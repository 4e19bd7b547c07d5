//! Node addresses
//!
//! Every node is keyed by a dotted-quad address ("0.0.0.1"). Addresses are
//! plain values: the registry resolves them to nodes, nothing else does.

use std::fmt;
use std::str::FromStr;

use serde::{Deserialize, Deserializer, Serialize, Serializer};

use crate::error::AddressError;

/// Unique identifier for a node in the network
///
/// Ordered byte-wise so that every address-keyed map iterates
/// deterministically.
#[derive(Debug, Clone, Copy, PartialEq, Eq, PartialOrd, Ord, Hash)]
pub struct Address([u8; 4]);

impl Address {
    /// Create an address from raw octets
    pub const fn new(octets: [u8; 4]) -> Self {
        Self(octets)
    }

    /// Generate the `n`-th address of the `0.0.0.x` block (1-based)
    ///
    /// Used by topology builders to name generated nodes.
    pub fn from_index(n: u8) -> Self {
        Self([0, 0, 0, n])
    }

    /// The raw octets
    pub const fn octets(&self) -> [u8; 4] {
        self.0
    }
}

impl fmt::Display for Address {
    fn fmt(&self, f: &mut fmt::Formatter<'_>) -> fmt::Result {
        let [a, b, c, d] = self.0;
        write!(f, "{a}.{b}.{c}.{d}")
    }
}

impl FromStr for Address {
    type Err = AddressError;

    fn from_str(s: &str) -> Result<Self, Self::Err> {
        let mut octets = [0u8; 4];
        let mut parts = s.split('.');
        for slot in &mut octets {
            let part = parts
                .next()
                .ok_or_else(|| AddressError::InvalidFormat(s.to_string()))?;
            *slot = part.parse().map_err(|_| AddressError::InvalidOctet {
                address: s.to_string(),
                octet: part.to_string(),
            })?;
        }
        if parts.next().is_some() {
            return Err(AddressError::InvalidFormat(s.to_string()));
        }
        Ok(Self(octets))
    }
}

// Addresses serialize as their dotted-quad string so they can key JSON maps.
impl Serialize for Address {
    fn serialize<S: Serializer>(&self, serializer: S) -> Result<S::Ok, S::Error> {
        serializer.collect_str(self)
    }
}

impl<'de> Deserialize<'de> for Address {
    fn deserialize<D: Deserializer<'de>>(deserializer: D) -> Result<Self, D::Error> {
        let text = String::deserialize(deserializer)?;
        text.parse().map_err(serde::de::Error::custom)
    }
}

#[cfg(test)]
mod tests {
    use super::*;

    #[test]
    fn test_parse_and_display_round_trip() {
        let addr: Address = "10.0.0.42".parse().unwrap();
        assert_eq!(addr.octets(), [10, 0, 0, 42]);
        assert_eq!(addr.to_string(), "10.0.0.42");
    }

    #[test]
    fn test_parse_rejects_bad_shapes() {
        assert!(matches!(
            "1.2.3".parse::<Address>(),
            Err(AddressError::InvalidFormat(_))
        ));
        assert!(matches!(
            "1.2.3.4.5".parse::<Address>(),
            Err(AddressError::InvalidFormat(_))
        ));
        assert!(matches!(
            "1.2.3.boop".parse::<Address>(),
            Err(AddressError::InvalidOctet { .. })
        ));
        assert!(matches!(
            "1.2.3.900".parse::<Address>(),
            Err(AddressError::InvalidOctet { .. })
        ));
    }

    #[test]
    fn test_index_addresses_are_ordered() {
        let a = Address::from_index(1);
        let b = Address::from_index(2);
        assert!(a < b);
        assert_eq!(a.to_string(), "0.0.0.1");
    }

    #[test]
    fn test_serializes_as_string() {
        let addr = Address::new([192, 168, 0, 1]);
        let json = serde_json::to_string(&addr).unwrap();
        assert_eq!(json, "\"192.168.0.1\"");
        let back: Address = serde_json::from_str(&json).unwrap();
        assert_eq!(back, addr);
    }
}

▶ Problem details
The data is to be given again in full, with every line exact.

▶ Written answer
repository 4e19bd7b547c07d5
//! Node addresses
//!
//! Every node is keyed by a dotted-quad address ("0.0.0.1"). Addresses are
//! plain values: the registry resolves them to nodes, nothing else does.

use std::fmt;
use std::str::FromStr;

use serde::{Deserialize, Deserializer, Serialize, Serializer};

use crate::error::AddressError;

/// Unique identifier for a node in the network
///
/// Ordered byte-wise so that every address-keyed map iterates
/// deterministically.
#[derive(Debug, Clone, Copy, PartialEq, Eq, PartialOrd, Ord, Hash)]
pub struct Address([u8; 4]);

impl Address {
    /// Create an address from raw octets
    pub const fn new(octets: [u8; 4]) -> Self {
        Self(octets)
    }

    /// Generate the `n`-th address of the `0.0.0.x` block (1-based)
    ///
    /// Used by topology builders to name generated nodes.
    pub fn from_index(n: u8) -> Self {
        Self([0, 0, 0, n])
    }

    /// The raw octets
    pub const fn octets(&self) -> [u8; 4] {
        self.0
    }
}

impl fmt::Display for Address {
    fn fmt(&self, f: &mut fmt::Formatter<'_>) -> fmt::Result {
        let [a, b, c, d] = self.0;
        write!(f, "{a}.{b}.{c}.{d}")
    }
}

impl FromStr for Address {
    type Err = AddressError;

    fn from_str(s: &str) -> Result<Self, Self::Err> {
        let mut octets = [0u8; 4];
        let mut parts = s.split('.');
        for slot in &mut octets {
            let part = parts
                .next()
                .ok_or_else(|| AddressError::InvalidFormat(s.to_string()))?;
            *slot = part.parse().map_err(|_| AddressError::InvalidOctet {
                address: s.to_string(),
                octet: part.to_string(),
            })?;
        }
        if parts.next().is_some() {
            return Err(AddressError::InvalidFormat(s.to_string()));
        }
        Ok(Self(octets))
    }
}

// Addresses serialize as their dotted-quad string so they can key JSON maps.
impl Serialize for Address {
    fn serialize<S: Serializer>(&self, serializer: S) -> Result<S::Ok, S::Error> {
        serializer.collect_str(self)
    }
}

impl<'de> Deserialize<'de> for Address {
    fn deserialize<D: Deserializer<'de>>(deserializer: D) -> Result<Self, D::Error> {
        let text = String::deserialize(deserializer)?;
        text.parse().map_err(serde::de::Error::custom)
    }
}

#[cfg(test)]
mod tests {
    use super::*;

    #[test]
    fn test_parse_and_display_round_trip() {
        let addr: Address = "10.0.0.42".parse().unwrap();
        assert_eq!(addr.octets(), [10, 0, 0, 42]);
        assert_eq!(addr.to_string(), "10.0.0.42");
    }

    #[test]
    fn test_parse_rejects_bad_shapes() {
        assert!(matches!(
            "1.2.3".parse::<Address>(),
            Err(AddressError::InvalidFormat(_))
        ));
        assert!(matches!(
            "1.2.3.4.5".parse::<Address>(),
            Err(AddressError::InvalidFormat(_))
        ));
        assert!(matches!(
            "1.2.3.boop".parse::<Address>(),
            Err(AddressError::InvalidOctet { .. })
        ));
        assert!(matches!(
            "1.2.3.900".parse::<Address>(),
            Err(AddressError::InvalidOctet { .. })
        ));
    }

    #[test]
    fn test_index_addresses_are_ordered() {
        let a = Address::from_index(1);
        let b = Address::from_index(2);
        assert!(a < b);
        assert_eq!(a.to_string(), "0.0.0.1");
    }

    #[test]
    fn test_serializes_as_string() {
        let addr = Address::new([192, 168, 0, 1]);
        let json = serde_json::to_string(&addr).unwrap();
        assert_eq!(json, "\"192.168.0.1\"");
        let back: Address = serde_json::from_str(&json).unwrap();
        assert_eq!(back, addr);
    }
}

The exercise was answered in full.